Covid-19 : le confinement du printemps à l'origine d'une baisse des résultats scolaires en CP et CE1

Par Cécile D. · Publié le 10 novembre 2020 à 14h06 · Mis à jour le 10 novembre 2020 à 14h06
Le ministère de l’Education nationale a dévoilé ce lundi le résultat des évaluations nationales de CP, CE1 et 6e, témoignant d'une baisse générale du niveau des élèves, à cause du confinement qui a duré de mars à mai 2020.

Le ministère de l'Education nationale avait prévu, à la rentrée du septembre 2020, de faire passer aux élèves des tests de niveau, pour évaluer l'impact du premier confinement sur l'apprentissage des enfants. Les résultats sont tombés lundi 9 novembre 2020 : on constate une baisse des résultats scolaires dans les classes de CP et de CE1, mais pas en 6e.

Ce que nous apprend ce rapport qui témoigne du niveau des écoliers après le confinement de début d'année, c'est que de nombreuses inégalités subsistent à l'école. Suite aux évaluations nationales en CP, CE1 et 6e, qui se sont déroulées à partir du mois de septembre, « On constate une baisse du nombre d’élèves de CP ayant une maîtrise satisfaisante quel que soit le domaine », observe Fabienne Rosenwald, directrice de l’évaluation, de la prospective et de la performance (Depp).

En français, la baisse de niveau est considérable. Concernant la manipulation des syllabes, on note une baisse de  2 points par rapport à ceux ayant été évalués en 2019. Ils étaient ainsi 79,3 % à arriver à distinguer les sons en 2020, contre 81,3 % en 2019. La baisse de niveau est de 1,2 point concernant la compréhension des mots lus par l’enseignant : 69,1 % des élèves maîtrisent cette compétence cette année, contre 70,3 % l’an dernier. 

En maths, le niveau a chuté de 0,7 point pour écrire des nombres entiers et de 1,7 point pour résoudre des problèmes (de 66,1% à 64,4%). Les résultats sont à peu près équivalents chez les élèves du public, du privé et de l’éducation prioritaire. Même si ces derniers sont plus nombreux à éprouver des difficultés. « Le moindre équipement informatique des familles défavorisées est l’une des explications de leurs résultats aux évaluations », souligne Fabienne Rosenwald.

En classe de CE1, le français est toujours la bête noire des élèves. Et pour cause :  « Entre février et juin, les élèves de CE1 passent généralement de la lecture de mots à la lecture de phrases. Et c’est justement le moment où ils ont été confinés », explique Édouard Geffray, directeur général de l’enseignement scolaire.

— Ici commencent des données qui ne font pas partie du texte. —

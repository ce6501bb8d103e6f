//! Configuration management for rollrank CLI

use anyhow::{Context, Result};
use rollrank::MappingPolicy;
use serde::{Deserialize, Serialize};
use std::fs;
use std::path::{Path, PathBuf};

pub const DEFAULT_INPUT: &str = "backend/light/rollAppraiserData.json";
pub const DEFAULT_MAPPING_OUTPUT: &str = "src/data/d2/trait-to-enhanced-trait.json";
pub const DEFAULT_REDUCED_OUTPUT: &str = "backend/light/rollAppraiserData.light.json";
pub const DEFAULT_FETCH_COMMAND: [&str; 2] = ["python3", "backend/get_light.py"];

#[derive(Debug, Serialize, Deserialize, Default, PartialEq)]
pub struct Config {
    pub input: Option<PathBuf>,
    pub mapping_output: Option<PathBuf>,
    pub reduced_output: Option<PathBuf>,
    pub fetch_command: Option<Vec<String>>,
    pub policy: Option<MappingPolicy>,
}

impl Config {
    /// Get the path to the config file
    pub fn config_path() -> Result<PathBuf> {
        let config_dir = dirs::config_dir()
            .context("Could not determine config directory")?
            .join("rollrank");

        Ok(config_dir.join("config.toml"))
    }

    /// Load configuration from file, or default if it doesn't exist
    pub fn load() -> Result<Self> {
        Self::load_from(&Self::config_path()?)
    }

    pub fn load_from(config_path: &Path) -> Result<Self> {
        if !config_path.exists() {
            return Ok(Config::default());
        }

        let contents = fs::read_to_string(config_path)
            .with_context(|| format!("Failed to read config from {}", config_path.display()))?;

        toml::from_str(&contents).context("Failed to parse config file")
    }

    /// Save configuration to file
    pub fn save(&self) -> Result<()> {
        self.save_to(&Self::config_path()?)
    }

    pub fn save_to(&self, config_path: &Path) -> Result<()> {
        if let Some(parent) = config_path.parent() {
            fs::create_dir_all(parent).with_context(|| {
                format!("Failed to create config directory at {}", parent.display())
            })?;
        }

        let contents = toml::to_string_pretty(self).context("Failed to serialize config")?;

        fs::write(config_path, contents)
            .with_context(|| format!("Failed to write config to {}", config_path.display()))?;

        Ok(())
    }

    pub fn input(&self) -> PathBuf {
        self.input.clone().unwrap_or_else(|| DEFAULT_INPUT.into())
    }

    pub fn mapping_output(&self) -> PathBuf {
        self.mapping_output
            .clone()
            .unwrap_or_else(|| DEFAULT_MAPPING_OUTPUT.into())
    }

    pub fn reduced_output(&self) -> PathBuf {
        self.reduced_output
            .clone()
            .unwrap_or_else(|| DEFAULT_REDUCED_OUTPUT.into())
    }

    pub fn fetch_command(&self) -> Vec<String> {
        self.fetch_command
            .clone()
            .unwrap_or_else(|| DEFAULT_FETCH_COMMAND.iter().map(|s| s.to_string()).collect())
    }

    pub fn policy(&self) -> MappingPolicy {
        self.policy.unwrap_or_default()
    }
}

#[cfg(test)]
mod tests {
    use super::*;

    #[test]
    fn test_defaults() {
        let config = Config::default();
        assert_eq!(config.input(), PathBuf::from(DEFAULT_INPUT));
        assert_eq!(config.mapping_output(), PathBuf::from(DEFAULT_MAPPING_OUTPUT));
        assert_eq!(config.fetch_command(), vec!["python3", "backend/get_light.py"]);
        assert_eq!(config.policy(), MappingPolicy::AscendingHash);
    }

    #[test]
    fn test_save_and_load() {
        let temp_dir = tempfile::tempdir().unwrap();
        let path = temp_dir.path().join("nested").join("config.toml");

        let config = Config {
            input: Some(PathBuf::from("/data/rolls.json")),
            fetch_command: Some(vec!["./fetch.sh".to_string()]),
            policy: Some(MappingPolicy::FirstSeenEnhanced),
            ..Default::default()
        };
        config.save_to(&path).unwrap();

        let contents = fs::read_to_string(&path).unwrap();
        assert!(contents.contains("policy = \"first-seen-enhanced\""));

        let loaded = Config::load_from(&path).unwrap();
        assert_eq!(loaded, config);
        assert_eq!(loaded.reduced_output(), PathBuf::from(DEFAULT_REDUCED_OUTPUT));
    }

    #[test]
    fn test_load_missing_is_default() {
        let temp_dir = tempfile::tempdir().unwrap();
        let config = Config::load_from(&temp_dir.path().join("config.toml")).unwrap();
        assert_eq!(config, Config::default());
    }

    #[test]
    fn test_load_invalid() {
        let temp_dir = tempfile::tempdir().unwrap();
        let path = temp_dir.path().join("config.toml");
        fs::write(&path, "policy = \"sideways\"").unwrap();
        assert!(Config::load_from(&path).is_err());
    }
}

Ainsi, l'aptitude des écoliers à lire à voix haute chute de 4,3 points par rapport à 2019 (68,3 % y parviennent, contre 72,6 % l’an dernier), et leur capacité à écrire des mots plonge de 4,5 points (72,6 % maîtrisent cette compétence, contre 77,1 % l’an dernier). Le niveau en maths reste stable.

Jean-Michel Blanquer confirme que les élèves de l'éducation prioritaire ont plus soufferts que les autres de ce confinement : « Les élèves issus des milieux les plus défavorisés ont été les plus touchés par les modifications, voire la prise de distance vis-à-vis de l’école qu’a entraînée le confinement », commente le ministre.

La victoire des 6e

Une surprise ressort de cette évaluation nationale : les collégiens s'en sont bien sortis pendant le confinement. Les résultats des 6e montrent qu'ils progressent même en français par rapport à leurs camarades évalués en 2019 (+ 4,8 points) et en maths (+ 2,9 points). Et le test de fluence, ajouté aux évaluations cette année, montre de 53 % des élèves lisent plus de 120 mots par minute et que seuls 15 % sont en dessous. Mais les écarts se sont accrus en maths entre les élèves entrant en 6e en éducation prioritaire et les autres.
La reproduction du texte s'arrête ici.